After his expulsion from the KPD, Frölich joined the Communist Party Opposition (KPD-O), and helped to establish the Socialist Workers' Party of Germany (SAP) in 1932. Following the rise to power of Adolf Hitler in 1933, Frölich was imprisoned, remaining in custody in Lichtenburg concentration camp until December of that year. Following his release, Frölich emigrated to France, settling in Paris in February 1934. Following the 1940 fall of France to the fascists, Frölich hurriedly emigrated again, this time to the United States, where he remained until after the conclusion of World War II.

===Personal life and death===
Frölich's life partner from the 1920s till his death was Rosi Wolfstein (1888-1987), a fellow communist. The two were formally married in 1948. Frölich returned to West Germany in 1950, where he spent the last years of his life. Frölich died on 16 March 1953 in Frankfurt. He was 68 years old at the time of his death. Frölich is best remembered as a pioneer biographer of the assassinated communist Rosa Luxemburg. His book about her, first published in German in 1938, has been translated into a number of languages, including Spanish, English, French, Italian, Slovenian, Korean, Greek, Hebrew, Japanese, and Portuguese. A new edition of this work appeared in English in 2010, published by the Chicago-based publisher Haymarket Books.

==Works==
- Die Politik des Hamburger Arbeiterrats (The Politics of the Hamburg Workers' Council). Berlin: G. Schumann, c. 1919.
- Keinen Pfennig den Fürsten! (Not a Penny for the Prince!) Berlin: Vereinigung Internationaler Verlagsanstalten, c. 1919.
- Der Weg zum Sozialismus (The Way to Socialism). Hamburg: Kommunistische Arbeiterzeitung, 1919.
- Die Bayerische Räterepublik. Tatsachen und Kritik (The Bavarian Soviet Republic: Facts and Criticism). Leipzig: Franke, 1920.
- Taktik und Organisation der revolutionären Offensive: Die Lehren der März-Aktion (Tactics and Organization of the Revolutionary Offensive: Lessons of the March Action). Leipzig : Frankes Verlag, 1921.

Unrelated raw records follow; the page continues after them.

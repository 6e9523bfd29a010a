//! Canonicalization of inbound frames.
//!
//! Every data frame a client sends is reduced to a UTF-8 string before it is
//! logged or relayed. The conversion never fails: text passes through, binary
//! frames are decoded as UTF-8 when valid and hex-encoded otherwise.

use std::fmt::Write as _;

use thiserror::Error;
use tracing::debug;

/// Prefix marking a hex-encoded binary payload.
pub const HEX_PREFIX: &str = "0x";

/// An inbound data frame, borrowed from the transport message.
#[derive(Debug, Clone, Copy, PartialEq, Eq)]
pub enum RawFrame<'a> {
    Text(&'a str),
    Binary(&'a [u8]),
}

impl RawFrame<'_> {
    /// Payload size in bytes.
    pub fn len(&self) -> usize {
        match self {
            Self::Text(text) => text.len(),
            Self::Binary(bytes) => bytes.len(),
        }
    }

    pub fn is_empty(&self) -> bool {
        self.len() == 0
    }
}

/// Malformed inbound frame.
///
/// Only used inside the framer; callers always get a best-effort string.
#[derive(Debug, Error, PartialEq, Eq)]
pub enum FramingError {
    #[error("Binary frame is not valid UTF-8 (valid up to byte {valid_up_to})")]
    InvalidUtf8 { valid_up_to: usize },
}

/// Decodes a binary payload as UTF-8.
pub fn decode_utf8(bytes: &[u8]) -> Result<&str, FramingError> {
    std::str::from_utf8(bytes).map_err(|e| FramingError::InvalidUtf8 {
        valid_up_to: e.valid_up_to(),
    })
}

/// Converts an inbound frame into its canonical string form.
pub fn canonicalize(frame: RawFrame<'_>) -> String {
    match frame {
        RawFrame::Text(text) => text.to_string(),
        RawFrame::Binary(bytes) => match decode_utf8(bytes) {
            Ok(text) => text.to_string(),
            Err(e) => {
                debug!(error = %e, size = bytes.len(), "Falling back to hex for binary frame");
                to_hex(bytes)
            }
        },
    }
}

fn to_hex(bytes: &[u8]) -> String {
    let mut out = String::with_capacity(HEX_PREFIX.len() + bytes.len() * 2);
    out.push_str(HEX_PREFIX);
    for byte in bytes {
        // Writing into a String cannot fail.
        let _ = write!(out, "{byte:02x}");
    }
    out
}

- Wider den weissen Mord (Against the White Murder). Berlin: Vereinigung Internationaler Verlagsanstalten, 1922.
- Der Steuerbote nimmt dein Brot! Ein Kapitel indirekte Steuern (The Tax Collector Takes Your Bread! A Chapter on Indirect Taxes). Berlin: Vereinigung Internationaler Verlags-Anstalten, 1922.
- 1848: Ein Lesebuch für Arbeiter (1848: A Reading Book for Workers). Berlin : Vereinigung Internationaler Verlags-Anstalten, 1923.
- 10 Jahr Krieg und Bürgerkrieg (Ten Years of War and Civil War). Berlin: Vereinigung Internationaler Verlags-Anstalten, 1924. —Memoir.
- Die deutsche Sozialdemokratie: 14 Jahre im Bunde mit dem Kapital (German Social Democracy: 14 Years in League with Capital). With A. Schreiner. Berlin: 1925.
- "Introduction" to Speeches of Georges Jacques Danton. New York: International Publishers, 1928.
- Rosa Luxemburg: Her Life and Work. [1928] Edward Fitzgerald, trans. London: Victor Gollancz, 1940.
- Illustrierte Geschichte der deutschen Revolution (Illustrated History of the German Revolution). Berlin: Internationalen Arbeiter-Verlag, 1929.
- In the Radical Camp: A Political Autobiography 1890-1921 (Im radikalen Lager: Politische Autobiographie 1890-1921, BasisDruck Verlag GmbH, 2013). Reiner Tosstorff, editor; David Fernbach, translator. Leiden: Brill, 2020.